On this day, 40 years ago, August 26th, 1979, my family stepped off a plane at JFK. On the way to our new hometown, Sparta, NJ, my father insisted we stop at the base of the World Trade Center towers.
He was awed by the towers. And they were terrific, sure, but, coming from the UK and Nigeria, it was the number of trees along Route 80 that struck me.
For my father, it was the fulfillment of a dream he had gestated since he left his native Khartoum in 1962.
For me, it relieved the pressure of living in rural England, which I found stifling and often bigoted. Strangely, my siblings did not experience the same. They fondly recall our short stay in Cambridgeshire.
As I approach my mid-50s, I appreciate how this country has allowed me to mark my time on this planet to my syncopated rhythm.
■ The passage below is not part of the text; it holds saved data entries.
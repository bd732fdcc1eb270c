use std::net::SocketAddr;
use std::time::Duration;

use anyhow::{Context, Result};

/// Runtime configuration, loaded from the environment at startup.
#[derive(Debug, Clone)]
pub struct OutboxConfig {
    pub port: u16,
    /// How long a captured entry may wait before the sweeper evicts it.
    pub ttl: Duration,
    /// Base URL shown on the inspection page and used as the manage
    /// form's target.
    pub callback: String,
    /// Header names allowed to be copied onto a forwarded request.
    /// Lowercased and trimmed at load time.
    pub forward_headers: Vec<String>,
}

impl OutboxConfig {
    pub fn from_env() -> Result<Self> {
        let port = env_string("PORT", "3000")
            .parse::<u16>()
            .context("PORT must be a valid port number")?;
        let ttl_secs = env_string("TTL", "300")
            .parse::<u64>()
            .context("TTL must be a number of seconds")?;
        let hostname = env_string("HOSTNAME", "localhost");
        let callback =
            std::env::var("CALLBACK").unwrap_or_else(|_| format!("http://{hostname}:{port}"));
        let forward_headers = parse_allow_list(&env_string("FORWARD_HEADERS", "Authorization"));

        Ok(Self {
            port,
            ttl: Duration::from_secs(ttl_secs),
            callback,
            forward_headers,
        })
    }

    pub fn bind_addr(&self) -> SocketAddr {
        SocketAddr::from(([0, 0, 0, 0], self.port))
    }
}

impl Default for OutboxConfig {
    fn default() -> Self {
        Self {
            port: 3000,
            ttl: Duration::from_secs(300),
            callback: "http://localhost:3000".to_string(),
            forward_headers: vec!["authorization".to_string()],
        }
    }
}

fn parse_allow_list(raw: &str) -> Vec<String> {
    raw.split(',')
        .map(|name| name.trim().to_ascii_lowercase())
        .filter(|name| !name.is_empty())
        .collect()
}

fn env_string(key: &str, default: &str) -> String {
    std::env::var(key).unwrap_or_else(|_| default.to_string())
}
I have raised three children in the states and have enjoyed a reasonably fruitful career, even as my personal life has more than occasionally wobbled and even crashed.
But as time passed, something changed. With each year, it seemed, the less I understood Americans. With every year, the nation’s great contradictions, injustices, and the struggles of so many weighed on me more.
Forty years ago, I bound off a plane, wide-eyed and filled with zeal. It was a nation that had forests just a few miles from Manhattan.
Today, those eyes are squinting and yellowing. Sometimes my heart just aches. Today, I know life can be brutal beneath the canopy.
Sometimes a solitary memory from a moment frozen in the past can fill the heart with a smile that will last for hours…there are ripples of happiness in your wake.